* _Requirement_:
In the records that follow, find each line with the word "ListProgramsArgs" and copy it.

[Data entries]

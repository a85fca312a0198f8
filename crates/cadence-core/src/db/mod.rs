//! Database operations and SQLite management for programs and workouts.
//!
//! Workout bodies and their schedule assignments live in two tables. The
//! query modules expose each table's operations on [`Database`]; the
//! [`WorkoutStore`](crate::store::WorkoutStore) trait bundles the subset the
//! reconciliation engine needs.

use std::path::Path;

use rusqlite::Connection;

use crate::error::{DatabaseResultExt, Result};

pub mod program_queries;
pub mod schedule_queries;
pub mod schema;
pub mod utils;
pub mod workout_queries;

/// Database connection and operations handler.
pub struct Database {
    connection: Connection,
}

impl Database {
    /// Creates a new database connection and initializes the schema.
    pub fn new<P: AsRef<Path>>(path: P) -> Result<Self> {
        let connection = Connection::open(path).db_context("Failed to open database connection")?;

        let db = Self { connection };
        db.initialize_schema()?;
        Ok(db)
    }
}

---

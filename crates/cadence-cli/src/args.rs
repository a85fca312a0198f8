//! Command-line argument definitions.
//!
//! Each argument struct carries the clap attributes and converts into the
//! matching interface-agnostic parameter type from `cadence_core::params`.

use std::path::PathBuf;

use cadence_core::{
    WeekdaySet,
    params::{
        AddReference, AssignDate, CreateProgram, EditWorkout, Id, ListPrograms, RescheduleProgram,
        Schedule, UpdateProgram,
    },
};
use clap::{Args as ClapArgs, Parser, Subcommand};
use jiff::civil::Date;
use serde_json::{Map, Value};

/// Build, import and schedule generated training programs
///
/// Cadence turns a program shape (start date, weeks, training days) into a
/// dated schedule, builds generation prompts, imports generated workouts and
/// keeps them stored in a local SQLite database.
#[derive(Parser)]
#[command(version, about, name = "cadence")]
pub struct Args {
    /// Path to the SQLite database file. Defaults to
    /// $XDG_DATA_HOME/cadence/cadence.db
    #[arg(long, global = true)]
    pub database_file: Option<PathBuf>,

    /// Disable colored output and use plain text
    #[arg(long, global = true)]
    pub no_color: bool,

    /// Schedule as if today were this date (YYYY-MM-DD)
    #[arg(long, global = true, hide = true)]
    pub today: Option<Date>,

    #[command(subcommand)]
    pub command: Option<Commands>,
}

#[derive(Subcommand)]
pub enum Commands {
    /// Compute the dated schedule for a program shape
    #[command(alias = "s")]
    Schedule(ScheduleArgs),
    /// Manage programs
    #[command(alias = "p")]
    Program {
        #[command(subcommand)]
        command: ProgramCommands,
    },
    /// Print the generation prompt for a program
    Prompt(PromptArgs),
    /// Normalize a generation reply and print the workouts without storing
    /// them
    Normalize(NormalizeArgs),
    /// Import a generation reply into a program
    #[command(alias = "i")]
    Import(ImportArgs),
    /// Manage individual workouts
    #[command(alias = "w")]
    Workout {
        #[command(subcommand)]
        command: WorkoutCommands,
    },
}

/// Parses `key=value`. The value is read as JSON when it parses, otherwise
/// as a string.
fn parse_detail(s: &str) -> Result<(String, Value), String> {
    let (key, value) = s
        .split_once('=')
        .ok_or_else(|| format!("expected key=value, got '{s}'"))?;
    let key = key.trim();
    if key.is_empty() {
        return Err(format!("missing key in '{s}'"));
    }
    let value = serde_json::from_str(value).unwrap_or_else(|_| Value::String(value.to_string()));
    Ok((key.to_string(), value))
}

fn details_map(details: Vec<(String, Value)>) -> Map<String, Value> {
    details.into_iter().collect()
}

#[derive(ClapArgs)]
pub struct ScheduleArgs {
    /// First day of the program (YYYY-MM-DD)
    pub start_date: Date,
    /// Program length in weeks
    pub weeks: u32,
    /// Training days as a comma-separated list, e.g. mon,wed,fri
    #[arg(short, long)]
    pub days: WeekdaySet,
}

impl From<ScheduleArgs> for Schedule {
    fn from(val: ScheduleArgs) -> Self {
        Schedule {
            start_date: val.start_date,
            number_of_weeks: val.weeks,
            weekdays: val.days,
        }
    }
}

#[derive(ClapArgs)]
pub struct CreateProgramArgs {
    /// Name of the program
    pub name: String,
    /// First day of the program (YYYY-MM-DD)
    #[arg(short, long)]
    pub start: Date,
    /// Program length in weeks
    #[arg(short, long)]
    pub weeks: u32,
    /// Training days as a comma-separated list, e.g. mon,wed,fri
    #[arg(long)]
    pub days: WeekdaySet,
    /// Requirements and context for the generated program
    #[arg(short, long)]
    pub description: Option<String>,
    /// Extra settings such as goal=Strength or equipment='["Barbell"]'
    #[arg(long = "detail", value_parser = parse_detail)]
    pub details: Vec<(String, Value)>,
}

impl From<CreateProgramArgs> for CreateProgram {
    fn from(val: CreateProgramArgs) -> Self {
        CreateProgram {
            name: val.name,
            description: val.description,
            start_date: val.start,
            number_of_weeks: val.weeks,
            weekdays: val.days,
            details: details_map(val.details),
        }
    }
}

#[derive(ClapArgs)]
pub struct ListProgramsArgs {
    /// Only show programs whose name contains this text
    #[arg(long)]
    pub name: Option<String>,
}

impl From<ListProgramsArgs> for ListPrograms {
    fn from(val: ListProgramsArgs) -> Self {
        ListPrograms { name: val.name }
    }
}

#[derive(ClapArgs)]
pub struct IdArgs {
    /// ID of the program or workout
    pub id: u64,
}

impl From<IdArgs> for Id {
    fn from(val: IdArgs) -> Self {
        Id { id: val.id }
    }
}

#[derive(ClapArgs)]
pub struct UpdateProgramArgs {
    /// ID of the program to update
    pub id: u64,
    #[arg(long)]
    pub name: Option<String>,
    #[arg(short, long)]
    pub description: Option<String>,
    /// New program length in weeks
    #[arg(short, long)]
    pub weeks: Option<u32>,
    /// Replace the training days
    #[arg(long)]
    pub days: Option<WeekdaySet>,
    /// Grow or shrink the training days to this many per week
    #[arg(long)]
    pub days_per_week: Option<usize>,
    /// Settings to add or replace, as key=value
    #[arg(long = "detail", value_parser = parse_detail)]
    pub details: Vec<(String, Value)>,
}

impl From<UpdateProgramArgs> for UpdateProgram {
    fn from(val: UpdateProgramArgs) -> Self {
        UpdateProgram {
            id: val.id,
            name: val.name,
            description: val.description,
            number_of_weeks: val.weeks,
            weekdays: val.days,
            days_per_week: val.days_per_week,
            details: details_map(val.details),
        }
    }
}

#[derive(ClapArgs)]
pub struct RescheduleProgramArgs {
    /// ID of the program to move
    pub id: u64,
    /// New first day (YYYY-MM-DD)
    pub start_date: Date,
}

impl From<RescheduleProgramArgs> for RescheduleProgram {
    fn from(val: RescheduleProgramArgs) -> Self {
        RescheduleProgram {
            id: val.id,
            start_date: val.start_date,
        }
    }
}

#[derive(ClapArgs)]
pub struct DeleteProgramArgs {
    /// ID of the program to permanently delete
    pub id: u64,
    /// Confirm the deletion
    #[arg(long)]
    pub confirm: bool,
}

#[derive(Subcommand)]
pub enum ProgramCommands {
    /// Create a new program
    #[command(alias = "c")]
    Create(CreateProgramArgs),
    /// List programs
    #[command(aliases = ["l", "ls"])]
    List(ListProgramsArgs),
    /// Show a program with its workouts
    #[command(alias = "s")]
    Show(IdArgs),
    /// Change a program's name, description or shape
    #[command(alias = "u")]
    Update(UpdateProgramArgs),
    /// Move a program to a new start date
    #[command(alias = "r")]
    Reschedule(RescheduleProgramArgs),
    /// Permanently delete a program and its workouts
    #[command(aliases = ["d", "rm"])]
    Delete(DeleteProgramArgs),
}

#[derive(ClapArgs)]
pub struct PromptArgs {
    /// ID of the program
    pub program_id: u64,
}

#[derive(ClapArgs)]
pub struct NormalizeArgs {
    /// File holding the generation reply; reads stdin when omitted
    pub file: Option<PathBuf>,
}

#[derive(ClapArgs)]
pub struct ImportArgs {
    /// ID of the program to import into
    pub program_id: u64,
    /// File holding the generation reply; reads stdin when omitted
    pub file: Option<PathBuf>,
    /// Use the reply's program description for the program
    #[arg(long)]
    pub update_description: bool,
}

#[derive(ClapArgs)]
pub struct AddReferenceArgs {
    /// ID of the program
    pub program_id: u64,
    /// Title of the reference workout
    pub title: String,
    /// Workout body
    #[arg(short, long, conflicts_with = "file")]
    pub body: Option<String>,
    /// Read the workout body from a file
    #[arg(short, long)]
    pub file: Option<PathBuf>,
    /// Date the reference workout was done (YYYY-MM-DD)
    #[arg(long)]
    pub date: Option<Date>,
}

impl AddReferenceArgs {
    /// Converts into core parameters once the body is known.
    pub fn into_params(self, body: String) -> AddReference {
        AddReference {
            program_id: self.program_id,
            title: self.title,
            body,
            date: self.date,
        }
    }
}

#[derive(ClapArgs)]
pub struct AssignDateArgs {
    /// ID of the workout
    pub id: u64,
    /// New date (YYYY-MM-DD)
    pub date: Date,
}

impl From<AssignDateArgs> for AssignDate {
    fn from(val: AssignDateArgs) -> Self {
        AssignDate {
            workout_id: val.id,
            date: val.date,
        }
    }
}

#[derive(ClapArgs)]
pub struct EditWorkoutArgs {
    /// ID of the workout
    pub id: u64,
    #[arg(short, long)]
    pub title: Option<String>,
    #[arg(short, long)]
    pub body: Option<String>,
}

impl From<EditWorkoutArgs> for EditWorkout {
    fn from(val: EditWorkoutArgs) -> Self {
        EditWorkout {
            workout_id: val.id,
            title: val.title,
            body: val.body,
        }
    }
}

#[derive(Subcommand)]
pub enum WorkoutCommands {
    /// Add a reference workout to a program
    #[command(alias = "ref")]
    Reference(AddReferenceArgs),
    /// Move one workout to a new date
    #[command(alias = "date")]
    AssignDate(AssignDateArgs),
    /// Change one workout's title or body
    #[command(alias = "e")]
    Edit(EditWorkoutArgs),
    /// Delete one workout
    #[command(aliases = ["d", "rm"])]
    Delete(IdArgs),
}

* _Result below_:
pub struct ListProgramsArgs {
impl From<ListProgramsArgs> for ListPrograms {
    fn from(val: ListProgramsArgs) -> Self {
    List(ListProgramsArgs),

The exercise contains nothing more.